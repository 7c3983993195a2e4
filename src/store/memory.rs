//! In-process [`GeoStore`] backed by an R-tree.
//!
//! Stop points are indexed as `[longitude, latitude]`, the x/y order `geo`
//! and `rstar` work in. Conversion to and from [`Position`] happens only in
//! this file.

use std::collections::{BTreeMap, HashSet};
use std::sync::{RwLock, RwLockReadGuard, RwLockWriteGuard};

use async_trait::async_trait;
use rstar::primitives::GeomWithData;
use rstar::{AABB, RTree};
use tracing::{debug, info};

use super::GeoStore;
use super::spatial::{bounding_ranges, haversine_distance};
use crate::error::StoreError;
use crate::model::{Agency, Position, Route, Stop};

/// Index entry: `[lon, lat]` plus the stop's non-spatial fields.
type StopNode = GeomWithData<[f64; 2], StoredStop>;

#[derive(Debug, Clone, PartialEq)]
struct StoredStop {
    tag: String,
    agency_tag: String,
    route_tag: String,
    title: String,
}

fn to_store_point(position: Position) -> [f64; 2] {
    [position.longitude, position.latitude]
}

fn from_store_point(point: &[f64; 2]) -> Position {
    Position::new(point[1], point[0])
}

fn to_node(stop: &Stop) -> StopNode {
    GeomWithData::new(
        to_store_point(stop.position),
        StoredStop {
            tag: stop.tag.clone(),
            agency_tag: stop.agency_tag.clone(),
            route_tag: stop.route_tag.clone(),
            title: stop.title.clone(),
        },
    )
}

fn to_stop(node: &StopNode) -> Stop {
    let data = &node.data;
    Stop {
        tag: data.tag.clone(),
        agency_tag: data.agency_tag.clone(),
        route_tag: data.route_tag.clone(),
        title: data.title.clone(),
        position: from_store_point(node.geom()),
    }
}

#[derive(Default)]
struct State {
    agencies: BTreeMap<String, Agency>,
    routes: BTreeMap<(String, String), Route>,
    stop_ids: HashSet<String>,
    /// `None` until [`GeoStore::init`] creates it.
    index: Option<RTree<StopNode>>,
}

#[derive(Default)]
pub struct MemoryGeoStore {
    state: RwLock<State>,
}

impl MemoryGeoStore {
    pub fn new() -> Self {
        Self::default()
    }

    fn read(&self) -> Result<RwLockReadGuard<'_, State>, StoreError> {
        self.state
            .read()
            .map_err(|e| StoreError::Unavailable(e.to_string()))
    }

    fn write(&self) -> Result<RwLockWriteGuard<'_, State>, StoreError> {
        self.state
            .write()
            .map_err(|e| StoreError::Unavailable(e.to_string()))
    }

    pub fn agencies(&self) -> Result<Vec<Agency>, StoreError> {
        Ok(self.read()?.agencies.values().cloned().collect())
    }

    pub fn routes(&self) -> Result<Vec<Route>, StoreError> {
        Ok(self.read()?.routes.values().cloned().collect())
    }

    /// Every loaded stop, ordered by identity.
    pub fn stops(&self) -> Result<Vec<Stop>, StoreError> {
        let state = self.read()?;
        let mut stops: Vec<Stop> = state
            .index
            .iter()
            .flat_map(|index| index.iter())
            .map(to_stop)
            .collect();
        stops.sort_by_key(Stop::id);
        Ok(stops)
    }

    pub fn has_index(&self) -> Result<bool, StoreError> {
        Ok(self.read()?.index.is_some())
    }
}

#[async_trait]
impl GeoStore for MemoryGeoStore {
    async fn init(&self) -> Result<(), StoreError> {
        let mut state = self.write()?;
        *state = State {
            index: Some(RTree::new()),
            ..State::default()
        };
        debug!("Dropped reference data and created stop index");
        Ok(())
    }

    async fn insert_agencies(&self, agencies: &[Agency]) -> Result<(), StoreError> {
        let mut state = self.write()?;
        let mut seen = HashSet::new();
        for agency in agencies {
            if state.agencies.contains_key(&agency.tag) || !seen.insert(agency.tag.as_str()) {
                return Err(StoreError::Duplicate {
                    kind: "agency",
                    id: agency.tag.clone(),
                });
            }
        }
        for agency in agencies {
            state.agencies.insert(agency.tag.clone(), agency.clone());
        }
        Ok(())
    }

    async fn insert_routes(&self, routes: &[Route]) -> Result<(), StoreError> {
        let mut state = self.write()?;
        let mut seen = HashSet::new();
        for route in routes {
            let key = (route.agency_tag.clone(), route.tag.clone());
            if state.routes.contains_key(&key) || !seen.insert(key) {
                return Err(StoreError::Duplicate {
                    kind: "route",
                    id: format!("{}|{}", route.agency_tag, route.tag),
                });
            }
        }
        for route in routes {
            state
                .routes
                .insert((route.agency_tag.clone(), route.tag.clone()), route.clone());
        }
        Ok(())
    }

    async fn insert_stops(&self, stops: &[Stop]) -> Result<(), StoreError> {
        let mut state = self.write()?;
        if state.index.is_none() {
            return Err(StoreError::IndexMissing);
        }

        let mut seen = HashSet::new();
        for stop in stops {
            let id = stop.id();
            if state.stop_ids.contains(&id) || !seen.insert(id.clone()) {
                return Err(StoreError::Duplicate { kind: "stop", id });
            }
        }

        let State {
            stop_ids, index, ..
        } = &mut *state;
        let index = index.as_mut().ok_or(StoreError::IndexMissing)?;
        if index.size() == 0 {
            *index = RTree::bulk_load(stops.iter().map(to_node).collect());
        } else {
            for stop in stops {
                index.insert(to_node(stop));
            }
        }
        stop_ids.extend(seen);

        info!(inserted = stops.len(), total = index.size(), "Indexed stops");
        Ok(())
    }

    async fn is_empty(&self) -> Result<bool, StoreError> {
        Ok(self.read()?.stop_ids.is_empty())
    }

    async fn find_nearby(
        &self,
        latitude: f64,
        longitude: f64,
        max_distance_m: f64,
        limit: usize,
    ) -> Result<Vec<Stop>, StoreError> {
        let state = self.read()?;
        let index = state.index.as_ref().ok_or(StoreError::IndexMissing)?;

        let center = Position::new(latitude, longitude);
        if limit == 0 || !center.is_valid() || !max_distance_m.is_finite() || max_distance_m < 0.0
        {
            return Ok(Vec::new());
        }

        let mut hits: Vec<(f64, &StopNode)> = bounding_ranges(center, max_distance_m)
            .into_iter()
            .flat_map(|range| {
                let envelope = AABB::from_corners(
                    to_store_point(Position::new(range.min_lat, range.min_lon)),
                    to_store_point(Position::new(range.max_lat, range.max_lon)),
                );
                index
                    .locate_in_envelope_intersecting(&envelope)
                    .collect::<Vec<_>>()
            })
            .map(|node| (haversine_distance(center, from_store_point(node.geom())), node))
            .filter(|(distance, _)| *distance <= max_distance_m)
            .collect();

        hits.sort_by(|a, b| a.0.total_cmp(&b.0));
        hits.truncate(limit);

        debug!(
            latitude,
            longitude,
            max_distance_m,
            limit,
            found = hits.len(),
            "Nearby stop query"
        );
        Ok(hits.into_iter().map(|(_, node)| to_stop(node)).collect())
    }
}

What is being asked:
From the first line to the last, return the listing exactly.

Exercise output:
repository 7c3983993195a2e4
filename src/store/memory.rs
//! In-process [`GeoStore`] backed by an R-tree.
//!
//! Stop points are indexed as `[longitude, latitude]`, the x/y order `geo`
//! and `rstar` work in. Conversion to and from [`Position`] happens only in
//! this file.

use std::collections::{BTreeMap, HashSet};
use std::sync::{RwLock, RwLockReadGuard, RwLockWriteGuard};

use async_trait::async_trait;
use rstar::primitives::GeomWithData;
use rstar::{AABB, RTree};
use tracing::{debug, info};

use super::GeoStore;
use super::spatial::{bounding_ranges, haversine_distance};
use crate::error::StoreError;
use crate::model::{Agency, Position, Route, Stop};

/// Index entry: `[lon, lat]` plus the stop's non-spatial fields.
type StopNode = GeomWithData<[f64; 2], StoredStop>;

#[derive(Debug, Clone, PartialEq)]
struct StoredStop {
    tag: String,
    agency_tag: String,
    route_tag: String,
    title: String,
}

fn to_store_point(position: Position) -> [f64; 2] {
    [position.longitude, position.latitude]
}

fn from_store_point(point: &[f64; 2]) -> Position {
    Position::new(point[1], point[0])
}

fn to_node(stop: &Stop) -> StopNode {
    GeomWithData::new(
        to_store_point(stop.position),
        StoredStop {
            tag: stop.tag.clone(),
            agency_tag: stop.agency_tag.clone(),
            route_tag: stop.route_tag.clone(),
            title: stop.title.clone(),
        },
    )
}

fn to_stop(node: &StopNode) -> Stop {
    let data = &node.data;
    Stop {
        tag: data.tag.clone(),
        agency_tag: data.agency_tag.clone(),
        route_tag: data.route_tag.clone(),
        title: data.title.clone(),
        position: from_store_point(node.geom()),
    }
}

#[derive(Default)]
struct State {
    agencies: BTreeMap<String, Agency>,
    routes: BTreeMap<(String, String), Route>,
    stop_ids: HashSet<String>,
    /// `None` until [`GeoStore::init`] creates it.
    index: Option<RTree<StopNode>>,
}

#[derive(Default)]
pub struct MemoryGeoStore {
    state: RwLock<State>,
}

impl MemoryGeoStore {
    pub fn new() -> Self {
        Self::default()
    }

    fn read(&self) -> Result<RwLockReadGuard<'_, State>, StoreError> {
        self.state
            .read()
            .map_err(|e| StoreError::Unavailable(e.to_string()))
    }

    fn write(&self) -> Result<RwLockWriteGuard<'_, State>, StoreError> {
        self.state
            .write()
            .map_err(|e| StoreError::Unavailable(e.to_string()))
    }

    pub fn agencies(&self) -> Result<Vec<Agency>, StoreError> {
        Ok(self.read()?.agencies.values().cloned().collect())
    }

    pub fn routes(&self) -> Result<Vec<Route>, StoreError> {
        Ok(self.read()?.routes.values().cloned().collect())
    }

    /// Every loaded stop, ordered by identity.
    pub fn stops(&self) -> Result<Vec<Stop>, StoreError> {
        let state = self.read()?;
        let mut stops: Vec<Stop> = state
            .index
            .iter()
            .flat_map(|index| index.iter())
            .map(to_stop)
            .collect();
        stops.sort_by_key(Stop::id);
        Ok(stops)
    }

    pub fn has_index(&self) -> Result<bool, StoreError> {
        Ok(self.read()?.index.is_some())
    }
}

#[async_trait]
impl GeoStore for MemoryGeoStore {
    async fn init(&self) -> Result<(), StoreError> {
        let mut state = self.write()?;
        *state = State {
            index: Some(RTree::new()),
            ..State::default()
        };
        debug!("Dropped reference data and created stop index");
        Ok(())
    }

    async fn insert_agencies(&self, agencies: &[Agency]) -> Result<(), StoreError> {
        let mut state = self.write()?;
        let mut seen = HashSet::new();
        for agency in agencies {
            if state.agencies.contains_key(&agency.tag) || !seen.insert(agency.tag.as_str()) {
                return Err(StoreError::Duplicate {
                    kind: "agency",
                    id: agency.tag.clone(),
                });
            }
        }
        for agency in agencies {
            state.agencies.insert(agency.tag.clone(), agency.clone());
        }
        Ok(())
    }

    async fn insert_routes(&self, routes: &[Route]) -> Result<(), StoreError> {
        let mut state = self.write()?;
        let mut seen = HashSet::new();
        for route in routes {
            let key = (route.agency_tag.clone(), route.tag.clone());
            if state.routes.contains_key(&key) || !seen.insert(key) {
                return Err(StoreError::Duplicate {
                    kind: "route",
                    id: format!("{}|{}", route.agency_tag, route.tag),
                });
            }
        }
        for route in routes {
            state
                .routes
                .insert((route.agency_tag.clone(), route.tag.clone()), route.clone());
        }
        Ok(())
    }

    async fn insert_stops(&self, stops: &[Stop]) -> Result<(), StoreError> {
        let mut state = self.write()?;
        if state.index.is_none() {
            return Err(StoreError::IndexMissing);
        }

        let mut seen = HashSet::new();
        for stop in stops {
            let id = stop.id();
            if state.stop_ids.contains(&id) || !seen.insert(id.clone()) {
                return Err(StoreError::Duplicate { kind: "stop", id });
            }
        }

        let State {
            stop_ids, index, ..
        } = &mut *state;
        let index = index.as_mut().ok_or(StoreError::IndexMissing)?;
        if index.size() == 0 {
            *index = RTree::bulk_load(stops.iter().map(to_node).collect());
        } else {
            for stop in stops {
                index.insert(to_node(stop));
            }
        }
        stop_ids.extend(seen);

        info!(inserted = stops.len(), total = index.size(), "Indexed stops");
        Ok(())
    }

    async fn is_empty(&self) -> Result<bool, StoreError> {
        Ok(self.read()?.stop_ids.is_empty())
    }

    async fn find_nearby(
        &self,
        latitude: f64,
        longitude: f64,
        max_distance_m: f64,
        limit: usize,
    ) -> Result<Vec<Stop>, StoreError> {
        let state = self.read()?;
        let index = state.index.as_ref().ok_or(StoreError::IndexMissing)?;

        let center = Position::new(latitude, longitude);
        if limit == 0 || !center.is_valid() || !max_distance_m.is_finite() || max_distance_m < 0.0
        {
            return Ok(Vec::new());
        }

        let mut hits: Vec<(f64, &StopNode)> = bounding_ranges(center, max_distance_m)
            .into_iter()
            .flat_map(|range| {
                let envelope = AABB::from_corners(
                    to_store_point(Position::new(range.min_lat, range.min_lon)),
                    to_store_point(Position::new(range.max_lat, range.max_lon)),
                );
                index
                    .locate_in_envelope_intersecting(&envelope)
                    .collect::<Vec<_>>()
            })
            .map(|node| (haversine_distance(center, from_store_point(node.geom())), node))
            .filter(|(distance, _)| *distance <= max_distance_m)
            .collect();

        hits.sort_by(|a, b| a.0.total_cmp(&b.0));
        hits.truncate(limit);

        debug!(
            latitude,
            longitude,
            max_distance_m,
            limit,
            found = hits.len(),
            "Nearby stop query"
        );
        Ok(hits.into_iter().map(|(_, node)| to_stop(node)).collect())
    }
}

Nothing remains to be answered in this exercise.